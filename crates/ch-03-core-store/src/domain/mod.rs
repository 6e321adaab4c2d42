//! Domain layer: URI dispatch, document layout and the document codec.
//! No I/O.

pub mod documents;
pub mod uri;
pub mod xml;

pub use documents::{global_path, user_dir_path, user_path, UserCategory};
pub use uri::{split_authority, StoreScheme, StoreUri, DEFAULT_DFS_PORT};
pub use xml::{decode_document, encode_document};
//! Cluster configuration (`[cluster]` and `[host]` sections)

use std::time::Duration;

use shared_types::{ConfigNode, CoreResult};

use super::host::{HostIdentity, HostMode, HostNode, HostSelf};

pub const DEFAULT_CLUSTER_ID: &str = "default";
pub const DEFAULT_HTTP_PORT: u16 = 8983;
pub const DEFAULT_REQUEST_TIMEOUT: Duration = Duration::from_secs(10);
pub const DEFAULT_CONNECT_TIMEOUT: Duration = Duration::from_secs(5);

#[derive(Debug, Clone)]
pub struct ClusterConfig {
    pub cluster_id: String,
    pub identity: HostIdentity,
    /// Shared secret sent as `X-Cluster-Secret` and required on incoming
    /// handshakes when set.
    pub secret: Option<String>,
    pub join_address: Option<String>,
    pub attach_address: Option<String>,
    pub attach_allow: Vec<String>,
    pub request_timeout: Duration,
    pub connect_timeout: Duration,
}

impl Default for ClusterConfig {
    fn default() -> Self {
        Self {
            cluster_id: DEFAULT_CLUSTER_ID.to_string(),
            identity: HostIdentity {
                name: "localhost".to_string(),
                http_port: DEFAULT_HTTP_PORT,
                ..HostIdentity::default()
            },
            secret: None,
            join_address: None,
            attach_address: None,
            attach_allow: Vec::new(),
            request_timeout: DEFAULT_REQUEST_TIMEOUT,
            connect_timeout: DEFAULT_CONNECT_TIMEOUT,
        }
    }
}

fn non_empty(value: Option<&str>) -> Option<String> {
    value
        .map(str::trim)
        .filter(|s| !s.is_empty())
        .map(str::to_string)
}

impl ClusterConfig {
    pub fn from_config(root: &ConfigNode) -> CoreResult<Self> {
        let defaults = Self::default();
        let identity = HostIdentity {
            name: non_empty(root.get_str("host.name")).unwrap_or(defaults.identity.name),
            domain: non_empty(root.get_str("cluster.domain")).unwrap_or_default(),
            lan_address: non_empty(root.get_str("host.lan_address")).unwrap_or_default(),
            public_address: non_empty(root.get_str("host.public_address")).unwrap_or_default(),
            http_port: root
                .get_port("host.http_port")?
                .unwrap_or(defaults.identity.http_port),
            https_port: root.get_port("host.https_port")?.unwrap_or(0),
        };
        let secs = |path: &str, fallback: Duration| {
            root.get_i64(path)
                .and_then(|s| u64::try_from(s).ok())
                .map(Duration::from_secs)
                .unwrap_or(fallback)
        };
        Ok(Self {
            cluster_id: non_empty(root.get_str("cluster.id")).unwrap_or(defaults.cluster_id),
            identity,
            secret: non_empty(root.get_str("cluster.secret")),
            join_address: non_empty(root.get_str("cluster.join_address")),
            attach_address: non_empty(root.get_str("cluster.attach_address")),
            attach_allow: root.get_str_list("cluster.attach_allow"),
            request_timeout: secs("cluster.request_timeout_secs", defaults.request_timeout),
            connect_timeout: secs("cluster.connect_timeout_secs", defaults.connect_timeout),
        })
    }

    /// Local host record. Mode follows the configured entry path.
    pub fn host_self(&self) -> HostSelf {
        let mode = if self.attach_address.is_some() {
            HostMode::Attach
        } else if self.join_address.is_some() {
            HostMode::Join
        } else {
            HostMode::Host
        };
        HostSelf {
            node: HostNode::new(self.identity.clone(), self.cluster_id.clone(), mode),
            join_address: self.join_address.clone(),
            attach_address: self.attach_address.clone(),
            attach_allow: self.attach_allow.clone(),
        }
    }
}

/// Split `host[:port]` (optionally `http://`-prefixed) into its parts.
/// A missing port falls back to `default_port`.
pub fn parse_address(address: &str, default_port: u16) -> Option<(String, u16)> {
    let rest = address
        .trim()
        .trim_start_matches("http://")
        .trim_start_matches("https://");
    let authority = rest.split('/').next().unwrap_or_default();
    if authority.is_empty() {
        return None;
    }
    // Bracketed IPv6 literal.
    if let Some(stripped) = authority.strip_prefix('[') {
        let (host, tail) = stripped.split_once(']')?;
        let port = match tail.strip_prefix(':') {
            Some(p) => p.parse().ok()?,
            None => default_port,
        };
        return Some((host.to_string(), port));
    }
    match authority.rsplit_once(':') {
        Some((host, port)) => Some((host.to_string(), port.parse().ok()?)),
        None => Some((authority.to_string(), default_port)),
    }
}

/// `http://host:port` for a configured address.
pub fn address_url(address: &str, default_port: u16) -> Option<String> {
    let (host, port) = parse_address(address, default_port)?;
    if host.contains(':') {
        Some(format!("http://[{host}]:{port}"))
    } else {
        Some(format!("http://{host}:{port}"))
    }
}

...

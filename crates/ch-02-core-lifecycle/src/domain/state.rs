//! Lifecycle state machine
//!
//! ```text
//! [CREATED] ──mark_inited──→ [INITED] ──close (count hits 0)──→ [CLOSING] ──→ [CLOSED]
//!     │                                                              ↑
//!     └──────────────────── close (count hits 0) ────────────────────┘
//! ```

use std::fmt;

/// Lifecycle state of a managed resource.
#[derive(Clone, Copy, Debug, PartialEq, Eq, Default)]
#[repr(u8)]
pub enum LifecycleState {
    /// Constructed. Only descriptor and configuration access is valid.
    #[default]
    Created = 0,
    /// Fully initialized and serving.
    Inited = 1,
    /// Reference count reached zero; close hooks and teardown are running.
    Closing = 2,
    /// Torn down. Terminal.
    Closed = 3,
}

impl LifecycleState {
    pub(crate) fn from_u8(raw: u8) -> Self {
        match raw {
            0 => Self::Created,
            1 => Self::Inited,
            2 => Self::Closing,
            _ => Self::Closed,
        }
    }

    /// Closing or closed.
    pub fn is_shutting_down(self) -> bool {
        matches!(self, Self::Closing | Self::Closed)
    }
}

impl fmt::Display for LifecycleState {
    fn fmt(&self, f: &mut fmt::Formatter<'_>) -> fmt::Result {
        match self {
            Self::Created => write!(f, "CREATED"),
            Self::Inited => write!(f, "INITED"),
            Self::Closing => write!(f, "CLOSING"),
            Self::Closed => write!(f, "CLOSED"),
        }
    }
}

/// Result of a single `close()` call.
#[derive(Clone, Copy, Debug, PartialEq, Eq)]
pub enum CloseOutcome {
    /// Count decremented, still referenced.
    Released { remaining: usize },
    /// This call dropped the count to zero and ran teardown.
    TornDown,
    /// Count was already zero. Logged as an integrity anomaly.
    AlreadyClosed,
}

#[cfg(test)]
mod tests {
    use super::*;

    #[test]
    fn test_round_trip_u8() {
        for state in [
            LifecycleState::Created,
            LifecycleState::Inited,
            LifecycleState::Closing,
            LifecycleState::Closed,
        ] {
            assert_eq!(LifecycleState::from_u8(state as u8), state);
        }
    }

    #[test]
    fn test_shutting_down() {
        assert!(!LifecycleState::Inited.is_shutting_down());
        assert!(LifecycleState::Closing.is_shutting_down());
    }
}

**Assignment:**
Filter the records, keeping only lines that contain "Duration", and show those lines.

**Answer below:**
use std::time::Duration;
pub const DEFAULT_REQUEST_TIMEOUT: Duration = Duration::from_secs(10);
pub const DEFAULT_CONNECT_TIMEOUT: Duration = Duration::from_secs(5);
    pub request_timeout: Duration,
    pub connect_timeout: Duration,
        let secs = |path: &str, fallback: Duration| {
                .map(Duration::from_secs)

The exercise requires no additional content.